Aquél era un momento en que valía la pena disimular. Rose puso, por consiguiente, cara de gran estupor.
—¿Socialista?
—Sí.
—Usted conoce al señor Butler, seguro, y sabrá que es un hombre que alberga bastantes prejuicios.
—Cierto.
—Por lo que mi hijo me cuenta de sus clases, yo sé, por ejemplo, que el señor Keller siempre es muy escrupuloso y no deja de presentar las cosas bajo distintos aspectos. Y también me imagino que si al señor Butler no le cae bien alguien, es muy capaz de acusarlo de vaya a usted a saber qué. Yo le puedo asegurar, sin embargo, que si el señor Keller fuera ni remotamente socialista, nunca habría puesto los pies en mi casa.
—Butler puede sostener prejuicios infundados, sí —convino Pusey—. Pero ¿está segura de las opiniones personales de Keller?
—Le contaré algo, señor Pusey. Hace unos años, cuando hubo todos aquellos conflictos con las obreras de la confección, asistí a una comida. En ella oí hablar al señor Keller con gran contundencia en contra de los huelguistas. Advirtió a todo el mundo, sin rodeos, de que los huelguistas se dejaban manipular por los socialistas, los rusos y los anarquistas, y que no había que tener ninguna consideración con ellos. Habló con mucha vehemencia. Me acuerdo muy bien. Luego resultó que tenía toda la razón. —Después de dar por concluida aquella monstruosa y descarada mentira, dedicó un gesto de complicidad al señor Pusey—. No hay que hacerle mucho caso a Nicholas Murray Butler.
—Ah. —Elihu Pusey parecía haberse liberado de un gran peso—. Me ha sido de gran ayuda, señora Master. Se lo agradezco.
Un par de meses más tarde, Charlie le informó de que Edmund Keller iba a irse a Oxford.
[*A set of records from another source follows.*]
//! Code for reading building types from a CSV file.
use super::{check_non_negative, check_positive, input_err_msg, read_csv_id_file};
use crate::building::{BuildingType, BuildingTypeID, BuildingTypeMap};
use crate::project::ValidationConfig;
use anyhow::{Context, Result, ensure};
use std::path::Path;

const BUILDING_TYPES_FILE_NAME: &str = "building_types.csv";

/// Read building types from the specified project directory.
///
/// # Arguments
///
/// * `project_dir` - Folder containing project input files
/// * `limits` - Limits for validating input data
///
/// # Returns
///
/// A map of building types, keyed by ID, or an error.
pub fn read_building_types(
    project_dir: &Path,
    limits: &ValidationConfig,
) -> Result<BuildingTypeMap> {
    let file_path = project_dir.join(BUILDING_TYPES_FILE_NAME);
    let building_types = read_csv_id_file::<BuildingType, BuildingTypeID>(&file_path)?;
    validate_building_types(&building_types, limits).with_context(|| input_err_msg(&file_path))?;

    Ok(building_types)
}

fn validate_building_types(
    building_types: &BuildingTypeMap,
    limits: &ValidationConfig,
) -> Result<()> {
    limits.check_count(
        "building types",
        building_types.len(),
        limits.max_building_types,
    )?;

    for building_type in building_types.values() {
        validate_building_type(building_type)
            .with_context(|| format!("Invalid building type {}", building_type.id))?;
    }

    Ok(())
}

fn validate_building_type(building_type: &BuildingType) -> Result<()> {
    for (name, value) in building_type.iter_quantities() {
        check_non_negative(name, value)?;
    }
    check_positive("floor_area", building_type.floor_area)?;
    ensure!(building_type.floor_count > 0, "floor_count cannot be zero");
    ensure!(
        building_type.indoor_temperature.is_finite(),
        "indoor_temperature must be a finite number"
    );

    Ok(())
}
—Me consta que es eso lo que quería —dijo ella, sonriente.
A cinco mil kilómetros de distancia de su influenciable hijo no podía desear nada mejor, aunque aquello no tenía por qué saberlo nadie.
—Keller dice que le hablaste bien de él al hombre que lo recomendaba. Nunca me lo comentaste. Te está muy agradecido.
—No fue nada. Conocí por causalidad al señor Pusey en una reunión, eso es todo.
—Sé que antes no te gustaba mucho Keller. Supongo que cambiaste de opinión después de que viniera a cenar.
—Claro.
—Me impresiona que pudieras hacer eso. Cambiar de opinión, me refiero.
—Ah, muchas gracias.
—Te voy a decir una cosa.
—¿Qué, Charlie?
—Te has ganado la amistad eterna de Edmund Keller —afirmó, radiante.
1925
Curiosamente, no fue la muerte de Anna, ni la guerra, ni siquiera aquella extraña nueva ley —incomprensible para alguien proveniente de un país productor de vino como el suyo— que prohibía consumir bebidas alcohólicas a los americanos, ni tampoco el creciente distanciamiento de Paolo con respecto a sus padres, lo que cambió la vida de Salvatore Caruso. El cambio vino a través de su hermano mayor Giuseppe y la compañía del Ferrocarril de Long Island.
Aquella compañía era algo extraordinario. Controlaba una enorme y compleja red de ferrocarriles y líneas de tranvía, algunas de las cuales databan de casi un siglo atrás, y llegaban desde Pensilvania, atravesaban Manhattan y acababan en Long Island. Por la Penn Station de Manhattan y el gran cruce de vías de Jamaica, en Long Island, pasaban a diario millones de viajeros. Naturalmente, la empresa de ferrocarriles hacía lo posible para convencer al mundo de las ventajas de vivir en Long Island, un lugar desde el que uno podía desplazarse fácilmente a la gran ciudad. El caso era que las nuevas vías de tren de la isla las tendían sobre todo los italianos.
Ello dio como resultado que muchos miembros de la comunidad italiana se instalaran en numerosos lugares situados a lo largo de la agradable costa meridional de Long Island.